Aaron Friedberg, Professor of Politics and International Affairs at Princeton University, argued for the proposition. Zhao Suisheng, professor at the Josef Korbel School of International Studies at the University of Denver, argued against the proposition.
Before and after each debate performance, the audience voted on whether they agree or disagree with the relevant proposition. At the beginning of the debate, 57 percent (72 out of 126 votes) disagreed with the proposition that China is trying to undermine the system. The percentage remained unchanged even after the debate: 57 percent (97 out of 171 votes) disagreed.
Arguing in the affirmative, Friedberg called China a revisionist state. Friedberg does not think that China is trying to undermine the system, but he does think that China is unsatisfied with its current position. China “is not content with every aspect of the existing order,” Friedberg said. His statement raises an interesting question. Why should China be expected to be content with every aspect of an order created when the U.S. was powerful and China was weak?
Zhao argued more so from the perspective of China. He noted that China is a major contributor to key Western institutions. For the year of 2015, for example, China contributed $16,675,884 to the WTO budget and the budget of the Appellate Body, according to the WTO website. Not only is China the second largest contributor to the WTO, but China contributes greatly to other international institutions. China benefits greatly from the system. However, as both experts argued, China wants to gain better position.

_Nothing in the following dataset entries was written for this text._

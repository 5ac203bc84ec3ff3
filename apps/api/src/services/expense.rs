//! # Expenses
//!
//! ```text
//! CreateExpense(100.00 USD, rate = none, date = 2024-03-01)
//!      │
//!      ├── rate given?  yes → use it
//!      │                no  → ExchangeRateService::rate(USD, 2024-03-01)
//!      │
//!      ├── amount_in_try = 100.00 × 34.5000 = 3450.00   (half-up)
//!      │
//!      └── BEGIN · G-2024-NNNNN · INSERT · COMMIT
//! ```
//!
//! The rate and TRY amount are snapshots; later rate changes never touch
//! stored expenses.

use std::sync::Arc;

use chrono::{Datelike, NaiveDate, Utc};
use serde::Deserialize;
use tracing::info;

use teknoroma_core::validation::{validate_date_range, validate_name, validate_positive_amount};
use teknoroma_core::{
    CoreError, Currency, DocumentKind, ExchangeRate, Expense, ExpenseType, Money, ValidationError, Visibility,
};
use teknoroma_db::repository::new_id;
use teknoroma_db::{Database, EmployeeRepository, ExpenseFilter, ExpenseRepository, SequenceRepository, StoreRepository};

use crate::error::ServiceResult;
use crate::services::exchange_rate::ExchangeRateService;

#[derive(Debug, Clone, Deserialize)]
pub struct CreateExpenseRequest {
    pub store_id: String,
    pub employee_id: Option<String>,
    pub expense_type: ExpenseType,
    pub description: String,
    pub amount_cents: i64,
    #[serde(default)]
    pub currency: Currency,
    /// Decimal rate text, e.g. `"34.50"`. Looked up when omitted.
    pub exchange_rate: Option<String>,
    /// Defaults to today.
    pub expense_date: Option<NaiveDate>,
}

#[derive(Clone)]
pub struct ExpenseService {
    db: Database,
    rates: Arc<ExchangeRateService>,
}

impl ExpenseService {
    pub fn new(db: Database, rates: Arc<ExchangeRateService>) -> Self {
        ExpenseService { db, rates }
    }

    pub async fn create(&self, req: CreateExpenseRequest) -> ServiceResult<Expense> {
        let description = validate_name("description", &req.description, 500)?;
        validate_positive_amount("amount", req.amount_cents)?;

        let today = Utc::now().date_naive();
        let expense_date = req.expense_date.unwrap_or(today);
        let rate = self.resolve_rate(req.currency, req.exchange_rate.as_deref(), expense_date, today).await?;

        let amount = Money::from_cents(req.amount_cents);
        let amount_in_try = amount.convert(rate).ok_or_else(|| ValidationError::OutOfRange {
            field: "amount".to_string(),
            min: 1,
            max: i64::MAX,
        })?;

        let mut uow = self.db.begin().await?;

        StoreRepository::get_active_in(uow.conn(), &req.store_id)
            .await?
            .ok_or_else(|| CoreError::not_found("Store", &req.store_id))?;
        if let Some(employee_id) = &req.employee_id {
            EmployeeRepository::get_active_in(uow.conn(), employee_id)
                .await?
                .ok_or_else(|| CoreError::not_found("Employee", employee_id))?;
        }

        let expense = Expense {
            id: new_id(),
            expense_number: SequenceRepository::next_in(uow.conn(), DocumentKind::Expense, expense_date.year()).await?,
            store_id: req.store_id,
            employee_id: req.employee_id,
            expense_type: req.expense_type,
            description,
            amount_cents: amount.cents(),
            currency: req.currency,
            exchange_rate: rate.ten_thousandths(),
            amount_in_try_cents: amount_in_try.cents(),
            expense_date,
            is_paid: false,
            payment_date: None,
            is_deleted: false,
            created_at: Utc::now(),
            modified_at: None,
        };
        ExpenseRepository::insert_in(uow.conn(), &expense).await?;
        uow.commit().await?;

        info!(
            expense_number = %expense.expense_number,
            currency = %expense.currency,
            rate = %rate,
            amount_in_try_cents = expense.amount_in_try_cents,
            "Expense recorded"
        );
        Ok(expense)
    }

    async fn resolve_rate(
        &self,
        currency: Currency,
        given: Option<&str>,
        date: NaiveDate,
        today: NaiveDate,
    ) -> ServiceResult<ExchangeRate> {
        if currency == Currency::Try {
            return Ok(ExchangeRate::ONE);
        }

        match given {
            Some(text) => {
                let rate = ExchangeRate::from_decimal_str(text)
                    .filter(ExchangeRate::is_positive)
                    .ok_or_else(|| ValidationError::invalid_format("exchange_rate", "expected a positive decimal"))?;
                Ok(rate)
            }
            None => Ok(self.rates.rate(currency, date, today).await),
        }
    }

    pub async fn get(&self, id: &str, visibility: Visibility) -> ServiceResult<Expense> {
        Ok(self
            .db
            .expenses()
            .get_by_id(id, visibility)
            .await?
            .ok_or_else(|| CoreError::not_found("Expense", id))?)
    }

    pub async fn list(&self, filter: &ExpenseFilter) -> ServiceResult<Vec<Expense>> {
        validate_date_range(filter.from, filter.to)?;
        Ok(self.db.expenses().list(filter).await?)
    }

    /// Marks the expense paid. Paying twice is a no-op returning the stored row.
    pub async fn mark_paid(&self, id: &str, payment_date: Option<NaiveDate>) -> ServiceResult<Expense> {
        let payment_date = payment_date.unwrap_or_else(|| Utc::now().date_naive());
        if self.db.expenses().mark_paid(id, payment_date).await? {
            info!(id = %id, payment_date = %payment_date, "Expense paid");
        }
        self.get(id, Visibility::Active).await
    }

    pub async fn delete(&self, id: &str) -> ServiceResult<()> {
        self.db.expenses().soft_delete(id).await?;
        Ok(())
    }
}
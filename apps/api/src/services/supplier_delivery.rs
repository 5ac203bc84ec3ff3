//! Supplier deliveries: a numbered purchase record plus the stock it brings in,
//! committed together.

use std::sync::Arc;

use chrono::{DateTime, Datelike, Utc};
use serde::Deserialize;
use tracing::info;

use teknoroma_core::validation::{validate_date_range, validate_price, validate_stock_quantity};
use teknoroma_core::{CoreError, DocumentKind, Money, SupplierTransaction, ValidationError, Visibility};
use teknoroma_db::repository::new_id;
use teknoroma_db::{
    Database, ProductRepository, SequenceRepository, StockChange, SupplierTransactionFilter,
    SupplierTransactionRepository,
};

use crate::error::ServiceResult;
use crate::services::catalog::clean;
use crate::services::notification::{publish_stock_alerts, Notifier};

#[derive(Debug, Clone, Deserialize)]
pub struct RecordDeliveryRequest {
    pub supplier_id: String,
    pub product_id: String,
    pub quantity: i64,
    pub unit_price_cents: i64,
    pub invoice_number: Option<String>,
    /// Defaults to now.
    pub transaction_date: Option<DateTime<Utc>>,
}

#[derive(Debug, Clone, serde::Serialize)]
pub struct Delivery {
    pub transaction: SupplierTransaction,
    pub stock: StockChange,
}

#[derive(Clone)]
pub struct SupplierDeliveryService {
    db: Database,
    notifier: Arc<dyn Notifier>,
}

impl SupplierDeliveryService {
    pub fn new(db: Database, notifier: Arc<dyn Notifier>) -> Self {
        SupplierDeliveryService { db, notifier }
    }

    pub async fn record(&self, req: RecordDeliveryRequest) -> ServiceResult<Delivery> {
        validate_stock_quantity("quantity", req.quantity)?;
        validate_price("unit_price", req.unit_price_cents)?;

        // the supplier lookup uses the pool, so it must run before the unit of work opens
        self.db
            .suppliers()
            .get_by_id(&req.supplier_id, Visibility::Active)
            .await?
            .ok_or_else(|| CoreError::not_found("Supplier", &req.supplier_id))?;

        let now = Utc::now();
        let date = req.transaction_date.unwrap_or(now);
        let total = Money::from_cents(req.unit_price_cents)
            .multiply_quantity(req.quantity)
            .ok_or_else(|| ValidationError::OutOfRange {
                field: "total".to_string(),
                min: 0,
                max: i64::MAX,
            })?;

        let mut uow = self.db.begin().await?;

        let transaction = SupplierTransaction {
            id: new_id(),
            transaction_number: SequenceRepository::next_in(uow.conn(), DocumentKind::SupplierTransaction, date.year())
                .await?,
            supplier_id: req.supplier_id,
            product_id: req.product_id,
            quantity: req.quantity,
            unit_price_cents: req.unit_price_cents,
            total_cents: total.cents(),
            transaction_date: date,
            invoice_number: clean(req.invoice_number),
            is_paid: false,
            is_deleted: false,
            created_at: now,
            modified_at: None,
        };

        let stock = ProductRepository::increment_stock_in(uow.conn(), &transaction.product_id, transaction.quantity)
            .await?;
        SupplierTransactionRepository::insert_in(uow.conn(), &transaction).await?;
        uow.commit().await?;

        info!(
            number = %transaction.transaction_number,
            product_id = %transaction.product_id,
            quantity = transaction.quantity,
            units = stock.units_in_stock,
            "Supplier delivery recorded"
        );
        publish_stock_alerts(self.notifier.as_ref(), [&stock]);

        Ok(Delivery { transaction, stock })
    }

    pub async fn get(&self, id: &str, visibility: Visibility) -> ServiceResult<SupplierTransaction> {
        Ok(self
            .db
            .supplier_transactions()
            .get_by_id(id, visibility)
            .await?
            .ok_or_else(|| CoreError::not_found("SupplierTransaction", id))?)
    }

    pub async fn list(&self, filter: &SupplierTransactionFilter) -> ServiceResult<Vec<SupplierTransaction>> {
        validate_date_range(filter.from, filter.to)?;
        Ok(self.db.supplier_transactions().list(filter).await?)
    }

    pub async fn mark_paid(&self, id: &str) -> ServiceResult<SupplierTransaction> {
        if self.db.supplier_transactions().mark_paid(id).await? {
            info!(id = %id, "Supplier transaction paid");
        }
        self.get(id, Visibility::Active).await
    }
}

After the Second World War, the U.S. led the creation of what is commonly known as the Western liberal order. At the time of its creation, the U.S. was very powerful and China was very weak, relatively speaking. Zhao said China accounted for only two percent of global GDP; and the U.S. accounted for about 50 percent of global GDP. Given the large imbalance of relative power, the system was created without concern for China’s core interests.
The current order of Western rules and norms puts modern China at a disadvantage. The system was designed to benefit the West, but the character of China has remained unchanged over the years. Today, the U.S. accounts for less than 30 percent of global GDP; and China accounts for about 15 percent of global GDP, according to Zhao. The gap between the two countries is no longer that great and certain aspects of the system remain a relic of the past.
There is no reason for China to be content with every aspect of the existing system. It is rational for China to want to strive for a fairer system that gives the nation greater voice on the international stage and a more balanced system that makes it more difficult for the U.S. to use its powerful position to undermine China’s core interests. From China’s perspective, the system works, but certain rules and norms should be updated to accommodate the rise of China and the new reality of the world order.